OCS 2007 R2: Microsoft’s Supreme Arrogance
Am I the only one who finds it surpremely arrogant that OCS 2007 R1 did not work on Windows 2008 or 64 bit Windows Server, but OCS 2007 R2 requires 64 bit Windows Server?
And to ”upgrade”, you either need to build out completely new servers, add them in, and remove the old ones (only an option for users of Enterprise Edition), or to backup the config, uninstall, upgrade the servers, reinstall, and reload the config. What kind of upgrade path is that? Does Microsoft want people to do this upgrade?

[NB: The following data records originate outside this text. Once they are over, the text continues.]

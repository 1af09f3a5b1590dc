use super::{check_arity, FunctionError};
use crate::ast::Value;
use chrono::{DateTime, Duration, SecondsFormat, Utc};

/// Current UTC time as RFC 3339: now -> "2024-05-01T12:00:00Z"
pub fn now(args: &[String]) -> Result<Value, FunctionError> {
    check_arity("now", args, 0, 0, "no")?;
    Ok(Value::Text(format_rfc3339(Utc::now())))
}

/// Current UTC time plus a duration: future 30d -> "2024-05-31T12:00:00Z"
pub fn future(args: &[String]) -> Result<Value, FunctionError> {
    check_arity("future", args, 1, 1, "exactly 1 (duration)")?;

    let offset = parse_duration(&args[0]).ok_or_else(|| FunctionError::InvalidArgument {
        function: "future",
        message: format!(
            "invalid duration '{}' (expected <n><unit>, unit one of s, m, h, d, w)",
            args[0]
        ),
    })?;

    let at = Utc::now()
        .checked_add_signed(offset)
        .ok_or_else(|| FunctionError::Failed {
            function: "future",
            message: format!("duration '{}' is out of range", args[0]),
        })?;

    Ok(Value::Text(format_rfc3339(at)))
}

/// Parse `<n><unit>` where unit is one of s, m, h, d, w
pub fn parse_duration(text: &str) -> Option<Duration> {
    let text = text.trim();
    let unit = text.chars().last()?;
    let amount: i64 = text[..text.len() - unit.len_utf8()].parse().ok()?;

    match unit {
        's' => Duration::try_seconds(amount),
        'm' => Duration::try_minutes(amount),
        'h' => Duration::try_hours(amount),
        'd' => Duration::try_days(amount),
        'w' => Duration::try_weeks(amount),
        _ => None,
    }
}

fn format_rfc3339(at: DateTime<Utc>) -> String {
    at.to_rfc3339_opts(SecondsFormat::Secs, true)
}
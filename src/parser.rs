//! Parser for seedexpr
//!
//! Converts raw stage text into an `Expression`. Each stage is trimmed and
//! classified: the quoted-literal pattern is tried first, then the stage is
//! read as a call. Nothing is evaluated here.

use crate::ast::{Expression, Stage};
use crate::lexer::{call_words, split_stages, LexError};
use thiserror::Error;

#[derive(Error, Debug, Clone, PartialEq)]
pub enum ParseError {
    #[error("empty function call (stage {stage})")]
    EmptyCall { stage: usize },
    #[error("malformed literal in stage {stage}: {text}")]
    MalformedLiteral { stage: usize, text: String },
    #[error(transparent)]
    Lex(#[from] LexError),
}

/// Parse an expression string into stages
pub fn parse(input: &str) -> Result<Expression, ParseError> {
    let stages = split_stages(input)?
        .into_iter()
        .enumerate()
        .map(|(index, raw)| parse_stage(index, raw))
        .collect::<Result<Vec<_>, _>>()?;

    Ok(Expression::new(stages))
}

/// Classify a single stage
fn parse_stage(index: usize, raw: &str) -> Result<Stage, ParseError> {
    let text = raw.trim();

    if let Some(content) = literal_content(text) {
        return Ok(Stage::Literal(content.to_string()));
    }

    // A leading quote that did not close at the end of the stage
    if text.starts_with(is_quote) {
        return Err(ParseError::MalformedLiteral {
            stage: index,
            text: text.to_string(),
        });
    }

    let mut words = call_words(text)?.into_iter();
    let name = words.next().ok_or(ParseError::EmptyCall { stage: index })?;

    Ok(Stage::Call {
        name: name.to_string(),
        args: words.map(str::to_string).collect(),
    })
}

/// Contents of `'...'` or `"..."` when the same quote opens and closes the text
fn literal_content(text: &str) -> Option<&str> {
    let quote = text.chars().next().filter(|c| is_quote(*c))?;
    if text.len() < 2 {
        return None;
    }
    text.strip_prefix(quote)?.strip_suffix(quote)
}

fn is_quote(c: char) -> bool {
    c == '\'' || c == '"'
}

They make me wish I had waited 4 months on the OCS deployment, and just gone straight to R2, especially since R2 has a feature that we’ve been dying for (the Web-based client to be able to participate in conferences/desktop sharing).

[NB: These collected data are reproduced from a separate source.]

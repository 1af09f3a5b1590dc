use super::{check_arity, FunctionError};
use crate::ast::Value;
use ::uuid::Uuid;

/// Random or seeded UUID: uuid -> v4, uuid seed -> v5 of the seed
///
/// Seeded UUIDs are name-based (v5, OID namespace), so the same seed always
/// produces the same value. This lets a pipe like `hash x|uuid` derive a
/// stable id from another column's value.
pub fn uuid(args: &[String]) -> Result<Value, FunctionError> {
    check_arity("uuid", args, 0, 1, "0 or 1 (seed)")?;

    let id = match args.first() {
        Some(seed) => Uuid::new_v5(&Uuid::NAMESPACE_OID, seed.as_bytes()),
        None => Uuid::new_v4(),
    };

    Ok(Value::Text(id.to_string()))
}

Overall, I use the Microsoft “enterprise stack” for a number of reasons, not the least of which is that, as certified partners, we get most of it for free. I’d also rather deal with a single, integrated stack than to cobble together things from various “best of breed” solutions, which often end up to rarely be “best” or “solutions” anyways. But stuff like this is just rediculous. It isn’t like they jumped a version number, like SQL Server 2005 to SQL Server 2008 (or Exchange 2003 to Exchange 2007). Maybe I’m just being mad because they are calling it “OCS 2007 R2″ instead of “OCS 2009″. But honestly, there is no good reason why R1 could not have shipped in a 64 bit version from where I sit, and R2 really does not have enough new functionality to be called “2009″.